★★★☆☆
3/5
3/5
Uma nova leva de artistas atingindo picos de popularidade no trap tem surgido recentemente. Seja Ryu, The Runner com seu carisma e humor inabalável, Leviano com sua voz ríspida, ou Xamuel com sua prepotência; todos andam exportando o trap para o público geral com perspectivas ora originais ora surradas no cenário pós-Mainstreet e pós-Máquina do Tempo. Contudo, talvez nenhum deles representa tamanho simbolismo quanto tchelo rodrigues.
O que ele faz não tem relação apenas com a sua própria música, mas tem, principalmente, uma conexão inflexível com os ouvintes dela, com as gerações atuais de pessoas pretas e a futura geração de rappers. Em tchelo é notável a falta de interesse em apenas trabalhar em um autocrescimento individualista, o que mais se encontra presente em seu caráter é, na verdade, uma grande emancipação de uma cena estagnada e industrializada ao extremo — ou seja, uma luta contra o adestramento voraz de uma cultura originada das margens.
A estratégia utilizada pelo rapper é a de uma fusão: um lirismo de elucidação que se entrega de braços abertos aos adlibs viciantes e flows chicletes do trap. Isso não é uma novidade na cena brasileira, muito pelo contrário, o pai do gênero continuamente apostava em músicas direcionadas ao pensamento crítico (inclusive sobre a indústria), mas o teor maturo de tchelo é o de já ter ciência sobre como balancear perfeitamente sua mensagem com um som que é tão sujo quanto é popular.

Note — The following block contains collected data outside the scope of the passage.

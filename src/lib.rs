//! Syntax front end for Pie, a small dependently-typed teaching language.
//!
//! [`parse`] turns UTF-8 source text into a lossless concrete syntax tree:
//!
//! ```
//! let tree = pie::parse("(claim one Nat) (define one (add1 zero))").unwrap();
//! assert_eq!(tree.forms().len(), 2);
//! assert_eq!(tree.to_source(), "(claim one Nat) (define one (add1 zero))");
//! ```

pub use crate::config::{FunctionTypeMode, ParserConfig};
pub use crate::errors::{print_error, PieError, SourceContext};
pub use crate::syntax::{parse, parse_with_config, Span, SyntaxError, SyntaxTree};

pub mod cli;
pub mod config;
pub mod discovery;
pub mod errors;
pub mod repl;
pub mod syntax;
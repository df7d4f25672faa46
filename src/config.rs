//! Parser configuration.
//!
//! Configuration can come from a YAML file and is then overridden by
//! command-line flags. Every field has a default, so an empty file is valid:
//!
//! ```yaml
//! function_types: production
//! max_depth: 512
//! ```

use std::path::Path;
use std::{fmt, fs};

use serde::{Deserialize, Serialize};
use thiserror::Error;

/// How `(-> A B)` and `(→ A B)` are parsed.
#[derive(Debug, Clone, Copy, PartialEq, Eq, Default, Serialize, Deserialize, clap::ValueEnum)]
#[serde(rename_all = "snake_case")]
pub enum FunctionTypeMode {
    /// The arrow is an ordinary identifier heading an application.
    #[default]
    Application,
    /// The arrow is a head keyword producing a `function_type` node with
    /// `domain` and `codomain` fields.
    Production,
}

impl fmt::Display for FunctionTypeMode {
    fn fmt(&self, f: &mut fmt::Formatter<'_>) -> fmt::Result {
        match self {
            FunctionTypeMode::Application => f.write_str("application"),
            FunctionTypeMode::Production => f.write_str("production"),
        }
    }
}

pub const DEFAULT_MAX_DEPTH: usize = 256;

#[derive(Debug, Clone, PartialEq, Eq, Serialize, Deserialize)]
#[serde(default, deny_unknown_fields)]
pub struct ParserConfig {
    pub function_types: FunctionTypeMode,
    /// Maximum number of nested parenthesized forms. A lambda argument list
    /// counts as a level of its own, so `(λ (x) x)` needs a depth of 2.
    pub max_depth: usize,
}

impl Default for ParserConfig {
    fn default() -> Self {
        Self {
            function_types: FunctionTypeMode::default(),
            max_depth: DEFAULT_MAX_DEPTH,
        }
    }
}

#[derive(Debug, Error)]
pub enum ConfigError {
    #[error("Couldn't read configuration file {path}")]
    Read {
        path: String,
        #[source]
        source: std::io::Error,
    },
    #[error("Invalid configuration in {path}")]
    Invalid {
        path: String,
        #[source]
        source: serde_yaml::Error,
    },
    #[error("max_depth must be at least 1")]
    ZeroDepth,
}

impl ParserConfig {
    pub fn from_yaml_str(text: &str) -> Result<Self, serde_yaml::Error> {
        // serde_yaml reads an empty document as unit, not as an empty map
        if text.trim().is_empty() {
            return Ok(Self::default());
        }
        serde_yaml::from_str(text)
    }

    pub fn from_yaml_file(path: &Path) -> Result<Self, ConfigError> {
        let display = path.display().to_string();
        let text = fs::read_to_string(path).map_err(|source| ConfigError::Read {
            path: display.clone(),
            source,
        })?;
        let config = Self::from_yaml_str(&text).map_err(|source| ConfigError::Invalid {
            path: display,
            source,
        })?;
        config.validate()
    }

    pub fn validate(self) -> Result<Self, ConfigError> {
        if self.max_depth == 0 {
            return Err(ConfigError::ZeroDepth);
        }
        Ok(self)
    }

    pub fn with_function_types(mut self, mode: FunctionTypeMode) -> Self {
        self.function_types = mode;
        self
    }

    pub fn with_max_depth(mut self, max_depth: usize) -> Self {
        self.max_depth = max_depth;
        self
    }
}
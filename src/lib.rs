//! API gateway startup configuration.
//!
//! Resolves the listen port and the upstream service registry from the
//! environment, with a hardcoded fallback for every value. Serving traffic
//! is left to whatever consumes the resulting [`GatewayConfig`].

pub mod config;
pub mod observability;

pub use config::{load_config, load_config_from, GatewayConfig, ServiceConfig};
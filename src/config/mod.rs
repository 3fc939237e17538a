//! Configuration management subsystem.
//!
//! # Data Flow
//! ```text
//! process environment (or MapEnv in tests)
//!     → env.rs (EnvironmentReader lookup)
//!     → loader.rs (resolve each registry row, empty == unset)
//!     → GatewayConfig (immutable snapshot)
//!     → shared via Arc with whatever serves traffic
//! ```
//!
//! # Design Decisions
//! - Loading cannot fail; every value has a hardcoded fallback
//! - The service set is a table in registry.rs, not repeated code
//! - No validation of URLs or ports; downstream components own that
//! - No reload; a new snapshot would replace the old one wholesale

pub mod env;
pub mod loader;
pub mod registry;
pub mod schema;

pub use env::{EnvironmentReader, MapEnv, ProcessEnv};
pub use loader::{load_config, load_config_from, resolve_with_default};
pub use registry::{ServiceSpec, DEFAULT_PORT, PORT_ENV_VAR, SERVICE_REGISTRY};
pub use schema::{GatewayConfig, ServiceConfig};
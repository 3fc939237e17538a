//! Configuration schema definitions.
//!
//! Both types are plain values. They are built once by the loader and never
//! mutated afterwards, so a snapshot can sit behind an `Arc` and be read from
//! any task without locking.

use std::collections::HashMap;

use serde::Serialize;

/// A single upstream backend service.
#[derive(Debug, Clone, PartialEq, Eq, Serialize)]
pub struct ServiceConfig {
    /// Logical name, unique within the registry.
    pub name: String,

    /// Base URL of the upstream (e.g., "http://user-service:8081").
    pub url: String,
}

/// Root configuration for the gateway process.
#[derive(Debug, Clone, PartialEq, Eq, Serialize)]
pub struct GatewayConfig {
    /// Port the gateway listens on. Kept as a string; only ever handed to a
    /// listener bind.
    pub port: String,

    /// Upstream services keyed by logical name.
    pub services: HashMap<String, ServiceConfig>,
}

impl GatewayConfig {
    /// Look up a service by its logical name.
    pub fn service(&self, name: &str) -> Option<&ServiceConfig> {
        self.services.get(name)
    }

    /// Base URL for the named service.
    pub fn service_url(&self, name: &str) -> Option<&str> {
        self.service(name).map(|s| s.url.as_str())
    }
}
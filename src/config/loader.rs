//! Configuration loading from the environment.
//!
//! Loading is total: every field has a built-in fallback, so a missing or
//! empty variable is never an error, only a signal to use the default.

use std::collections::HashMap;

use crate::config::env::{EnvironmentReader, ProcessEnv};
use crate::config::registry::{DEFAULT_PORT, PORT_ENV_VAR, SERVICE_REGISTRY};
use crate::config::schema::{GatewayConfig, ServiceConfig};

/// Load the gateway configuration from the process environment.
pub fn load_config() -> GatewayConfig {
    load_config_from(&ProcessEnv)
}

/// Load the gateway configuration from an arbitrary environment.
pub fn load_config_from(env: &impl EnvironmentReader) -> GatewayConfig {
    let port = resolve_with_default(env, PORT_ENV_VAR, DEFAULT_PORT);

    let services: HashMap<String, ServiceConfig> = SERVICE_REGISTRY
        .iter()
        .map(|spec| {
            let url = resolve_with_default(env, spec.env_var, spec.default_url);
            let service = ServiceConfig {
                name: spec.key.to_string(),
                url,
            };
            (spec.key.to_string(), service)
        })
        .collect();

    tracing::info!(
        port = %port,
        service_count = services.len(),
        "Gateway configuration loaded"
    );

    GatewayConfig { port, services }
}

/// Resolve `key` from `env`, falling back to `default`.
///
/// A variable set to the empty string counts as unset. The value is returned
/// as-is otherwise: no trimming, normalisation or validation.
pub fn resolve_with_default(env: &impl EnvironmentReader, key: &str, default: &str) -> String {
    match env.get(key) {
        Some(value) if !value.is_empty() => {
            tracing::debug!(key, value = %value, "Using environment value");
            value
        }
        _ => {
            tracing::debug!(key, default, "Using default value");
            default.to_string()
        }
    }
}

#[cfg(test)]
mod tests {
    use super::*;
    use crate::config::env::MapEnv;

    #[test]
    fn test_defaults_when_unset() {
        let config = load_config_from(&MapEnv::new());

        assert_eq!(config.port, "8080");
        for spec in &SERVICE_REGISTRY {
            assert_eq!(config.service_url(spec.key), Some(spec.default_url));
        }
    }

    #[test]
    fn test_overrides_taken_verbatim() {
        let env: MapEnv = SERVICE_REGISTRY
            .iter()
            .map(|spec| (spec.env_var, format!(" X-{} ", spec.key)))
            .collect();
        let config = load_config_from(&env);

        for spec in &SERVICE_REGISTRY {
            let expected = format!(" X-{} ", spec.key);
            assert_eq!(config.service_url(spec.key), Some(expected.as_str()));
        }
    }

    #[test]
    fn test_empty_value_falls_back_to_default() {
        let env = MapEnv::new()
            .with("PORT", "")
            .with("TASK_SERVICE_URL", "");
        let config = load_config_from(&env);

        assert_eq!(config.port, "8080");
        assert_eq!(config.service_url("task-service"), Some("http://task-service:8082"));
    }

    #[test]
    fn test_port_override() {
        let config = load_config_from(&MapEnv::new().with("PORT", "9090"));
        assert_eq!(config.port, "9090");
    }

    #[test]
    fn test_port_not_validated() {
        let config = load_config_from(&MapEnv::new().with("PORT", "not-a-port"));
        assert_eq!(config.port, "not-a-port");
    }

    #[test]
    fn test_exactly_four_services() {
        let env = MapEnv::new()
            .with("BILLING_SERVICE_URL", "http://billing:9999")
            .with("USER_SERVICE_URL", "http://users.local");
        let config = load_config_from(&env);

        let mut keys: Vec<_> = config.services.keys().map(String::as_str).collect();
        keys.sort_unstable();
        assert_eq!(
            keys,
            ["auth-service", "notification-service", "task-service", "user-service"]
        );
    }

    #[test]
    fn test_service_name_matches_key() {
        let config = load_config_from(&MapEnv::new());
        for (key, service) in &config.services {
            assert_eq!(key, &service.name);
        }
    }

    #[test]
    fn test_resolve_with_default() {
        let env = MapEnv::new().with("SET", "value").with("EMPTY", "");

        assert_eq!(resolve_with_default(&env, "SET", "fallback"), "value");
        assert_eq!(resolve_with_default(&env, "EMPTY", "fallback"), "fallback");
        assert_eq!(resolve_with_default(&env, "UNSET", "fallback"), "fallback");
    }

    #[test]
    fn test_whitespace_is_not_empty() {
        let env = MapEnv::new().with("PORT", " ");
        assert_eq!(resolve_with_default(&env, "PORT", "8080"), " ");
    }
}
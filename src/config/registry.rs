//! The fixed set of upstream services the gateway knows about.
//!
//! Adding a service means adding a row here; the loader iterates the table.

/// Environment variable holding the gateway listen port.
pub const PORT_ENV_VAR: &str = "PORT";

/// Port used when `PORT` is unset or empty.
pub const DEFAULT_PORT: &str = "8080";

/// One row of the service table.
#[derive(Debug, Clone, Copy, PartialEq, Eq)]
pub struct ServiceSpec {
    /// Logical service name, used as the registry key.
    pub key: &'static str,
    /// Environment variable that overrides the URL.
    pub env_var: &'static str,
    /// URL used when the variable is unset or empty.
    pub default_url: &'static str,
}

pub const SERVICE_REGISTRY: [ServiceSpec; 4] = [
    ServiceSpec {
        key: "user-service",
        env_var: "USER_SERVICE_URL",
        default_url: "http://user-service:8081",
    },
    ServiceSpec {
        key: "auth-service",
        env_var: "AUTH_SERVICE_URL",
        default_url: "http://auth-service:8084",
    },
    ServiceSpec {
        key: "task-service",
        env_var: "TASK_SERVICE_URL",
        default_url: "http://task-service:8082",
    },
    ServiceSpec {
        key: "notification-service",
        env_var: "NOTIFICATION_SERVICE_URL",
        default_url: "http://notification-service:8083",
    },
];
// Defaults and environment-backed settings. Read lazily, so `.env` must be
// loaded before the first dereference.

use std::env;

pub const DEFAULT_PORT: u16 = 9900;
pub const DEFAULT_TEMPERATURE: f64 = 0.3;
pub const DEFAULT_MAX_OUTPUT_TOKENS: u32 = 200;

lazy_static::lazy_static! {
    pub static ref GEMINI_API_KEY: Option<String> = env::var("GEMINI_API_KEY")
        .or_else(|_| env::var("VITE_GEMINI_API_KEY"))
        .ok()
        .filter(|key| !key.trim().is_empty());
    pub static ref GEMINI_MODEL: String = env::var("GEMINI_MODEL").unwrap_or_else(|_| "gemini-1.5-flash".to_string());
    pub static ref GEMINI_API_BASE_URL: String = env::var("GEMINI_API_BASE_URL").unwrap_or_else(|_| "https://generativelanguage.googleapis.com".to_string());
    pub static ref COMPANY_NAME: String = env::var("COMPANY_NAME").unwrap_or_else(|_| "Shnoor International LLC".to_string());
}
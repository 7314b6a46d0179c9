// Canned answers, matched by substring before any remote lookup.

#[derive(Debug, Clone, Copy, PartialEq, Eq)]
pub struct KnowledgeEntry {
    /// Lowercase phrase looked for anywhere in the user's message.
    pub question: &'static str,
    pub answer: &'static str,
}

/// Table order is the tie-break when several phrases match.
pub static KNOWLEDGE_BASE: &[KnowledgeEntry] = &[
    KnowledgeEntry {
        question: "what does shnoor international llc do",
        answer: "Shnoor International LLC specializes in international trading, logistics solutions, and global business services.",
    },
    KnowledgeEntry {
        question: "where is shnoor international llc located",
        answer: "Shnoor International LLC operates internationally with partners across multiple regions.",
    },
    KnowledgeEntry {
        question: "what services does the company offer",
        answer: "The company offers international trade services, supply chain management, sourcing, and business consulting.",
    },
    KnowledgeEntry {
        question: "how can i contact shnoor international llc",
        answer: "You can contact Shnoor International LLC through official company email or phone channels.",
    },
    KnowledgeEntry {
        question: "what is this chatbot used for",
        answer: "This chatbot provides quick and accurate information about Shnoor International LLC using AI.",
    },
];

/// First entry whose question occurs in the lowercased message.
pub fn find_answer(entries: &'static [KnowledgeEntry], message: &str) -> Option<&'static KnowledgeEntry> {
    let normalized = message.to_lowercase();
    entries
        .iter()
        .find(|entry| normalized.contains(entry.question))
}
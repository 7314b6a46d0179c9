use thiserror::Error;

pub const MALFORMED_RESPONSE_TEXT: &str = "Currently unable to generate a response.";
pub const TRANSPORT_FAILURE_TEXT: &str = "Error connecting to AI service.";

/// Why a remote answer could not be produced. Never surfaced to the user
/// directly; each kind maps to a fixed bot reply.
#[derive(Debug, Error)]
pub enum ResolveError {
    #[error("response did not contain candidate text: {0}")]
    MalformedResponse(String),

    #[error("request to the generation service failed: {0}")]
    TransportFailure(String),

    #[error("no API key configured for the generation service")]
    MissingApiKey,
}

impl ResolveError {
    pub fn fallback_text(&self) -> &'static str {
        match self {
            ResolveError::MalformedResponse(_) => MALFORMED_RESPONSE_TEXT,
            ResolveError::TransportFailure(_) | ResolveError::MissingApiKey => TRANSPORT_FAILURE_TEXT,
        }
    }
}

impl From<reqwest::Error> for ResolveError {
    fn from(e: reqwest::Error) -> Self {
        ResolveError::TransportFailure(e.to_string())
    }
}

Os beats de retroboy — embora já repetitivos por sua presença forte em outros trabalhos — encaixam tchelo no contexto popular que pretende atingir ao passo que exprimem uma unicidade aos flows e esquemas de rima proficientes de sua dupla. Uma música que vem imediatamente à mente para exemplificar essa dualidade magistral é “E É ASSIM QUE SE FAZ TRAP”, um guia de como se suceder no gênero escrito com maestria sobre um instrumental complexo em sua simplicidade e pop em seu negrume.
No entanto, há ainda muito o que melhorar. Na própria faixa citada, dizer que há um jeito correto de se fazer arte é nada menos que reacionário e contraproducente. Em outras, o teor comercial toma conta por completo, levando a uma música sem personalidade e sem um direcionamento efetivo, mesmo que “tecnicamente bem feita”. Afinal, o que temos aqui é um embrião muito rústico de um artista com potencial de se tornar um ótimo liricista, mas que, por ora, não está com a mente focada para causar um impacto cultural de forma devida. Sua fórmula precisa de refino, ser reformulada ou descartada, mas continua sendo mais interessante que qualquer outra coisa popular no trap atualmente — e isso diz mais sobre o gênero que o artista.
Mesmo assim, é impossível minar a relevância cultural de tchelo no momento atual. Suas rimas e seu gênio do trap são há tempo necessárias no embate à carnificina do gênero, tal combate contra a alienação e a mercantilização padronizada que se insere dentro desse próprio esquema, propositalmente e quiçá acertadamente. No fim, EU TIVE UM SONHO é um disco que encontra sim vários percalços em sua trajetória e cai ainda, ingenuamente, em armadilhas que presumidamente vai contra, mas é, também, um que influenciará novos artistas com seus protótipos de ideias coletivamente emancipadoras. Talvez seja difícil parar dessa vez, mas só o tempo dirá.